Methods: This study included 12 patients treated for synchronous HNSCC and ESCC from January 2014 to July 2017. All patients were treated by simultaneous CCRT except 1 RT alone. Intensity modulated radiation therapy (IMRT) with 2-step simultaneous integrated boost (SIB) technique was delivered in 9 patients and the others received 3-step non-SIB treatment. There were 6, 5 and 1 patients received neoadjuvant CCRT, definitive CCRT/RT and adjuvant CCRT, respectively.

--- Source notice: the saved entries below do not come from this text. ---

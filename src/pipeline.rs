//! Runs the stages in order and persists the results.
//!
//! Import -> (city selection) -> aggregate/pivot -> checkpoint -> geo -> weather
//! -> population -> final table. Enrichment stages are optional and best-effort;
//! only an unusable output directory, a failed write or a measurement table
//! without its key columns stops a run.

use crate::config::PipelineConfig;
use crate::enrichment::geo::enrich_with_geo;
use crate::enrichment::population::enrich_with_population;
use crate::enrichment::weather::enrich_with_weather;
use crate::enrichment::weather_source::{MeteostatSource, WeatherSource};
use crate::error::PipelineError;
use crate::measurements::city_selector::apply_city_selection;
use crate::measurements::importer::import_records;
use crate::measurements::reshape::aggregate_and_pivot;
use crate::utils::{ensure_output_dir, write_csv};
use log::{info, warn};
use polars::prelude::DataFrame;
use std::path::PathBuf;

/// Result of a completed run.
#[derive(Debug, Clone)]
pub struct PipelineOutput {
    /// The final wide, enriched table.
    pub table: DataFrame,
    /// Where `table` was written.
    pub output_path: PathBuf,
    /// Cities the geo catalog had no coordinates for.
    pub unmatched_cities: Vec<String>,
}

pub struct Pipeline<S = MeteostatSource> {
    config: PipelineConfig,
    weather_source: Option<S>,
}

impl Pipeline<MeteostatSource> {
    /// Validates `config` and, when weather enrichment is enabled, opens the
    /// Meteostat source. A source that cannot be opened disables the weather stage.
    pub async fn new(config: PipelineConfig) -> Result<Self, PipelineError> {
        config.validate()?;
        let weather_source = if config.enrich_weather {
            match MeteostatSource::from_config(&config).await {
                Ok(source) => Some(source),
                Err(e) => {
                    warn!("Weather enrichment unavailable: {}", e);
                    None
                }
            }
        } else {
            None
        };
        Ok(Pipeline {
            config,
            weather_source,
        })
    }
}

impl<S: WeatherSource> Pipeline<S> {
    /// Validates `config` and runs the weather stage against `weather_source`.
    pub fn with_weather_source(
        config: PipelineConfig,
        weather_source: S,
    ) -> Result<Self, PipelineError> {
        config.validate()?;
        Ok(Pipeline {
            config,
            weather_source: Some(weather_source),
        })
    }

    pub fn config(&self) -> &PipelineConfig {
        &self.config
    }

    /// Runs every configured stage. Returns `Ok(None)` when the source directory
    /// holds no usable measurement files.
    pub async fn run(&self) -> Result<Option<PipelineOutput>, PipelineError> {
        let config = &self.config;
        ensure_output_dir(&config.output_directory)?;

        let Some(mut long) = import_records(config) else {
            warn!("Nothing to process, no output written");
            return Ok(None);
        };

        if config.select_representative_cities {
            long = apply_city_selection(&long, config)?;
        }

        let mut table = aggregate_and_pivot(&long)?;
        let output_path = config.cleaned_data_path();
        write_csv(&mut table, &output_path)?;

        let mut unmatched_cities = Vec::new();
        if config.enrich_geo {
            let enriched = enrich_with_geo(&table, &config.geo_catalog_path());
            table = enriched.table;
            unmatched_cities = enriched.unmatched_cities;
        }

        if config.enrich_weather {
            match &self.weather_source {
                Some(source) => table = enrich_with_weather(&table, source, config).await,
                None => warn!("Weather enrichment enabled but no weather source is available"),
            }
        }

        if config.enrich_population {
            table = enrich_with_population(&table, config);
        }

        write_csv(&mut table, &output_path)?;
        info!(
            "Pipeline finished: {} rows x {} columns written to {}",
            table.height(),
            table.width(),
            output_path.display()
        );

        Ok(Some(PipelineOutput {
            table,
            output_path,
            unmatched_cities,
        }))
    }
}

#[cfg(test)]
mod tests {
    use super::*;
    use crate::enrichment::error::EnrichmentError;
    use crate::types::columns::{DATE, LATITUDE, POPULATION};
    use crate::types::lat_lon::LatLon;
    use crate::types::station::{Inventory, Location, Station};
    use chrono::NaiveDate;
    use polars::prelude::*;
    use std::collections::HashMap;
    use std::fs;
    use tempfile::TempDir;

    /// Every location gets a station; every station reports the same two days.
    struct FixedWeather;

    impl WeatherSource for FixedWeather {
        async fn nearest_station(
            &self,
            location: LatLon,
        ) -> Result<Option<Station>, EnrichmentError> {
            Ok(Some(Station {
                id: format!("{:.2}:{:.2}", location.0, location.1),
                country: String::new(),
                name: HashMap::new(),
                location: Location {
                    latitude: location.0,
                    longitude: location.1,
                    elevation: None,
                },
                inventory: Inventory::default(),
                catalog_index: 0,
            }))
        }

        async fn daily_observations(
            &self,
            _station: &Station,
            _start: NaiveDate,
            _end: NaiveDate,
        ) -> Result<DataFrame, EnrichmentError> {
            Ok(df!(
                DATE => [
                    NaiveDate::from_ymd_opt(2021, 1, 1).unwrap(),
                    NaiveDate::from_ymd_opt(2021, 1, 2).unwrap(),
                ],
                "tavg" => [1.5, 2.5],
            )?)
        }
    }

    const MEASUREMENTS: &str = "# WAQI export\n\
        Date,Country,City,Specie,count,min,max,median,variance\n\
        2021-01-01,DE,Berlin,pm25,10,1,50,10,4\n\
        2021-01-01,DE,Berlin,pm25,10,1,50,20,4\n\
        2021-01-01,DE,Berlin,wind gust,10,1,9,3,1\n\
        2021-01-02,DE,Berlin,pm25,10,1,50,12,4\n\
        2021-01-01,DE,Hamburg,pm25,10,1,50,8,4\n\
        2021-01-01,FR,Paris,no2,10,1,50,30,4\n";

    const CATALOG: &str = r#"{"data": [
        {"Place": {"name": "Berlin", "geo": [52.52, 13.405]}},
        {"Place": {"name": "Paris", "geo": [48.8566, 2.3522]}}
    ]}"#;

    const POPULATION_CSV: &str = "City,Value,Year\nBerlin,3600000,2021\nParis,2100000,2019\n";

    fn source_dir() -> TempDir {
        let dir = TempDir::new().unwrap();
        fs::write(dir.path().join("waqi-covid-2021Q1.csv"), MEASUREMENTS).unwrap();
        fs::write(dir.path().join("airquality-covid19-cities.json"), CATALOG).unwrap();
        fs::write(dir.path().join("population.csv"), POPULATION_CSV).unwrap();
        dir
    }

    fn config(dir: &TempDir) -> PipelineConfig {
        PipelineConfig::builder()
            .source_directory(dir.path())
            .output_directory(dir.path().join("out"))
            .build()
    }

    #[tokio::test]
    async fn test_full_run_enriches_and_persists() -> Result<(), PipelineError> {
        let dir = source_dir();
        let pipeline = Pipeline::with_weather_source(config(&dir), FixedWeather)?;
        let output = pipeline.run().await?.expect("measurements were imported");
        let table = &output.table;

        let names: Vec<&str> = table.get_column_names().iter().map(|n| n.as_str()).collect();
        assert_eq!(
            names,
            [
                "date", "country", "city", "year", "month", "day", "no2", "pm25", "wind-gust",
                "latitude", "longitude", "tavg", "population"
            ]
        );
        assert_eq!(table.height(), 4);

        let cities: Vec<Option<&str>> = table.column("city")?.str()?.into_iter().collect();
        assert_eq!(
            cities,
            [Some("berlin"), Some("hamburg"), Some("paris"), Some("berlin")]
        );
        let pm25: Vec<Option<f64>> = table.column("pm25")?.f64()?.into_iter().collect();
        assert_eq!(pm25, [Some(15.0), Some(8.0), None, Some(12.0)]);
        let tavg: Vec<Option<f64>> = table.column("tavg")?.f64()?.into_iter().collect();
        assert_eq!(tavg, [Some(1.5), None, Some(1.5), Some(2.5)]);
        let population: Vec<Option<i64>> = table.column(POPULATION)?.i64()?.into_iter().collect();
        assert_eq!(population, [Some(3600000), None, None, Some(3600000)]);
        assert_eq!(table.column(LATITUDE)?.null_count(), 1);
        assert_eq!(output.unmatched_cities, ["hamburg"]);

        let written = fs::read_to_string(&output.output_path)
            .map_err(|e| PipelineError::PersistIo(output.output_path.clone(), e))?;
        assert_eq!(written.lines().count(), 5);
        assert!(written.starts_with("date,country,city,year,month,day,no2,pm25,wind-gust,"));
        assert!(config(&dir).population_output_path().exists());
        Ok(())
    }

    #[tokio::test]
    async fn test_representative_city_run() -> Result<(), PipelineError> {
        let dir = source_dir();
        let config = PipelineConfig::builder()
            .source_directory(dir.path())
            .output_directory(dir.path().join("out"))
            .select_representative_cities(true)
            .enrich_weather(false)
            .enrich_population(false)
            .build();
        let output = Pipeline::with_weather_source(config.clone(), FixedWeather)?
            .run()
            .await?
            .expect("measurements were imported");

        assert_eq!(output.table.height(), 3);
        assert!(!crate::utils::has_column(&output.table, "tavg"));
        let selection = fs::read_to_string(config.city_selection_path())
            .map_err(|e| PipelineError::PersistIo(config.city_selection_path(), e))?;
        assert_eq!(selection, "Country,City,count\nDE,Berlin,4\nFR,Paris,1\n");
        Ok(())
    }

    #[tokio::test]
    async fn test_empty_source_directory_yields_none() -> Result<(), PipelineError> {
        let dir = TempDir::new().unwrap();
        let config = config(&dir);
        let output = Pipeline::with_weather_source(config.clone(), FixedWeather)?
            .run()
            .await?;
        assert!(output.is_none());
        assert!(config.output_directory.is_dir());
        assert!(!config.cleaned_data_path().exists());
        Ok(())
    }

    #[tokio::test]
    async fn test_unusable_output_directory_is_an_error() {
        let dir = source_dir();
        let blocker = dir.path().join("not-a-dir");
        fs::write(&blocker, "").unwrap();
        let config = PipelineConfig::builder()
            .source_directory(dir.path())
            .output_directory(&blocker)
            .build();

        let result = Pipeline::with_weather_source(config, FixedWeather)
            .unwrap()
            .run()
            .await;
        assert!(matches!(result, Err(PipelineError::OutputDirCreation(..))));
    }

    #[test]
    fn test_invalid_config_is_rejected_before_running() {
        let dir = source_dir();
        let config = PipelineConfig::builder()
            .source_directory(dir.path())
            .output_directory(dir.path().join("out"))
            .missing_threshold(1.5)
            .build();

        let result = Pipeline::with_weather_source(config.clone(), FixedWeather);
        assert!(matches!(result, Err(PipelineError::InvalidConfig(_))));
        assert!(!config.output_directory.exists());
    }
}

Results: All patients completed and tolerated the IMRT as planned dose and fields. The 1- and 2-year survival rates were 51.1% and 34.1%, respectively. All recurrences were developed within regions of esophageal tumor bed and periesophageal lymph nodes. In neoadjuvant CCRT setting, surgery was performed in 3 patients, all of which had pathological complete response. No leakage at anastomosis site was noted.
Conclusions: The treatment strategy by using simultaneous CCRT and putative esophagectomy for synchronous HNSCC and ESCC with comprehensive dosimetry consideration may provide a practical clinical pathway for further investigation.